Large- and small-scale constraints on power spectra in Omega = 1 universes

Abstract

The cold dark matter (CDM) model of structure formation, normalized on large scales, leads to excessive pairwise velocity dispersions on small scales. In an attempt to circumvent this problem, we study three scenarios (all with $\Omega=1$) which have more large-scale power and less small-scale power than the CDM model: 1) an admixture of cold and hot dark matter; 2) cold dark matter with a non-scale-invariant, power-law primordial power spectrum; and 3) cold dark matter with coupling of dark matter to a long-range vector field.
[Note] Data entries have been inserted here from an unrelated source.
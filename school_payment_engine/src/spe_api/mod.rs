//! The public face of the payment engine.
//!
//! * [`order_flow_api::OrderFlowApi`] creates orders and obtains payment URLs from the gateway.
//! * [`webhook_api::WebhookApi`] ingests gateway notifications, keeping an audit trail of every one of them.
//! * [`status_poller_api::StatusPollerApi`] asks the gateway for the current state of an order on demand.
//! * [`transaction_api::TransactionApi`] lists and looks up transactions.
//!
//! Webhooks and polls both funnel through [`reconciler::StatusReconciler`], which applies the
//! [`transition_policy`] under an optimistic compare-and-swap.
pub mod errors;
pub mod order_flow_api;
pub mod order_objects;
pub mod reconciler;
pub mod status_poller_api;
pub mod transaction_api;
pub mod transition_policy;
pub mod webhook_api;
pub mod webhook_objects;
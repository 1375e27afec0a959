use chrono::{DateTime, Utc};
use rand::{distributions::Alphanumeric, Rng};

use crate::db_types::OrderId;

pub const ORDER_ID_PREFIX: &str = "ORD";
pub const NOTIFICATION_ID_PREFIX: &str = "WH";

const SUFFIX_LEN: usize = 9;

fn random_suffix() -> String {
    rand::thread_rng().sample_iter(&Alphanumeric).take(SUFFIX_LEN).map(|c| char::from(c).to_ascii_lowercase()).collect()
}

/// `ORD_<unix millis>_<9 random lowercase alphanumerics>`
pub fn new_order_id(now: DateTime<Utc>) -> OrderId {
    OrderId(format!("{ORDER_ID_PREFIX}_{}_{}", now.timestamp_millis(), random_suffix()))
}

/// `WH_<unix millis>_<9 random lowercase alphanumerics>`
pub fn new_notification_id(now: DateTime<Utc>) -> String {
    format!("{NOTIFICATION_ID_PREFIX}_{}_{}", now.timestamp_millis(), random_suffix())
}
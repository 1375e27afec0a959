use chrono::{DateTime, Utc};
use serde::{Deserialize, Serialize};

use crate::db_types::{OrderId, OrderStatus, PaymentStatus, UpdateSource};

/// Published every time the transition policy accepts a report and the stored status changes.
#[derive(Debug, Clone, PartialEq, Eq, Serialize, Deserialize)]
pub struct OrderStatusChangedEvent {
    pub old_status: OrderStatus,
    pub new_status: OrderStatus,
}

impl OrderStatusChangedEvent {
    pub fn new(old_status: OrderStatus, new_status: OrderStatus) -> Self {
        Self { old_status, new_status }
    }

    pub fn order_id(&self) -> &OrderId {
        &self.new_status.order_id
    }
}

/// Published when a report claims a terminal outcome that contradicts the stored terminal outcome. Nothing is written
/// when this happens, and somebody needs to look into it.
#[derive(Debug, Clone, PartialEq, Eq, Serialize, Deserialize)]
pub struct IntegrityAnomalyEvent {
    pub order_id: OrderId,
    pub stored: PaymentStatus,
    pub incoming: PaymentStatus,
    pub source: UpdateSource,
    pub reported_at: DateTime<Utc>,
}

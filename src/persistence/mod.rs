//! Project persistence - retention-capped project records and preferences.
//!
//! ## Example
//!
//! ```ignore
//! use canvas_history::{InMemoryKeyValueStore, PersistenceGateway, Snapshot};
//!
//! let gateway = PersistenceGateway::new(InMemoryKeyValueStore::new())
//!     .with_retention_limit(5);
//! let report = gateway.save_project("Holiday card", &snapshot)?;
//! let latest = gateway.list_projects()?.into_iter().next();
//! ```

mod error;
mod gateway;
mod record;

pub use error::PersistenceError;
pub use gateway::{PersistenceGateway, SaveReport};
pub use record::{Preferences, ProjectId, ProjectRecord};
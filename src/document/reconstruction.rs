use std::future::Future;
use std::pin::Pin;
use std::task::{Context, Poll};

use tokio::sync::oneshot;

use super::DocumentError;

/// A pending full-document reconstruction with a single completion event.
///
/// Dropping the future cancels interest in the outcome; dropping the
/// matching [`ReconstructionHandle`] without completing it resolves the
/// future with [`DocumentError::Abandoned`].
#[must_use = "a reconstruction does nothing unless awaited"]
pub struct Reconstruction {
    rx: oneshot::Receiver<Result<(), DocumentError>>,
}

/// Completion side of a [`Reconstruction`], held by the document engine.
pub struct ReconstructionHandle {
    tx: oneshot::Sender<Result<(), DocumentError>>,
}

impl Reconstruction {
    /// Create a linked handle/future pair.
    pub fn channel() -> (ReconstructionHandle, Reconstruction) {
        let (tx, rx) = oneshot::channel();
        (ReconstructionHandle { tx }, Reconstruction { rx })
    }

    /// A reconstruction that has already finished with `result`.
    pub fn ready(result: Result<(), DocumentError>) -> Self {
        let (handle, reconstruction) = Self::channel();
        handle.finish(result);
        reconstruction
    }
}

impl Future for Reconstruction {
    type Output = Result<(), DocumentError>;

    fn poll(mut self: Pin<&mut Self>, cx: &mut Context<'_>) -> Poll<Self::Output> {
        Pin::new(&mut self.rx)
            .poll(cx)
            .map(|received| received.unwrap_or(Err(DocumentError::Abandoned)))
    }
}

impl ReconstructionHandle {
    /// Signal that the document is rebuilt and ready.
    pub fn complete(self) {
        self.finish(Ok(()));
    }

    /// Signal that reconstruction failed; the document state is unchanged.
    pub fn fail(self, error: DocumentError) {
        self.finish(Err(error));
    }

    /// Whether the awaiting side has gone away.
    pub fn is_cancelled(&self) -> bool {
        self.tx.is_closed()
    }

    fn finish(self, result: Result<(), DocumentError>) {
        // Receiver may be gone already; nothing is waiting then.
        let _ = self.tx.send(result);
    }
}
use std::fmt;

/// Error type for snapshot encoding and decoding.
#[derive(Debug, Clone, PartialEq, Eq)]
pub enum CodecError {
    /// The snapshot text is not a parseable scene.
    Malformed(String),
    /// The scene was written by a newer format.
    UnsupportedVersion { found: u32, supported: u32 },
    /// The scene parsed but violates a structural rule.
    InvalidScene(String),
    /// The scene could not be serialized.
    Serialize(String),
    /// A stored text transform could not be reversed.
    Transform {
        transform: &'static str,
        message: String,
    },
}

impl fmt::Display for CodecError {
    fn fmt(&self, f: &mut fmt::Formatter<'_>) -> fmt::Result {
        match self {
            CodecError::Malformed(message) => write!(f, "malformed snapshot: {}", message),
            CodecError::UnsupportedVersion { found, supported } => write!(
                f,
                "unsupported scene version {} (supported up to {})",
                found, supported
            ),
            CodecError::InvalidScene(message) => write!(f, "invalid scene: {}", message),
            CodecError::Serialize(message) => write!(f, "snapshot serialize error: {}", message),
            CodecError::Transform { transform, message } => {
                write!(f, "{} decode error: {}", transform, message)
            }
        }
    }
}

impl std::error::Error for CodecError {}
Despite the {reduced} small-scale power, when such models are evolved in the nonlinear regime to large amplitude, the velocities on small scales are actually {\it increased} over CDM with the same value of $\sigma_8$. This `flip-over', in disagreement with the expectation from linear perturbation theory, arises from the nonlinear coupling of the extra power on large scales with shorter wavelengths. However, due to the extra large-scale power, the recent COBE DMR results indicate smaller amplitudes for these models, $\sigma_8 \sim 0.5 - 0.7$, than for CDM (for which $\sigma_8 \sim 1.2$). Therefore, when normalized to COBE on large scales, such models do lead to reduced velocities on small scales and they produce fewer halos compared with CDM. Quantitatively it seems, however, that models that produce sufficiently low small-scale velocities fail to produce an adequate distribution of halos.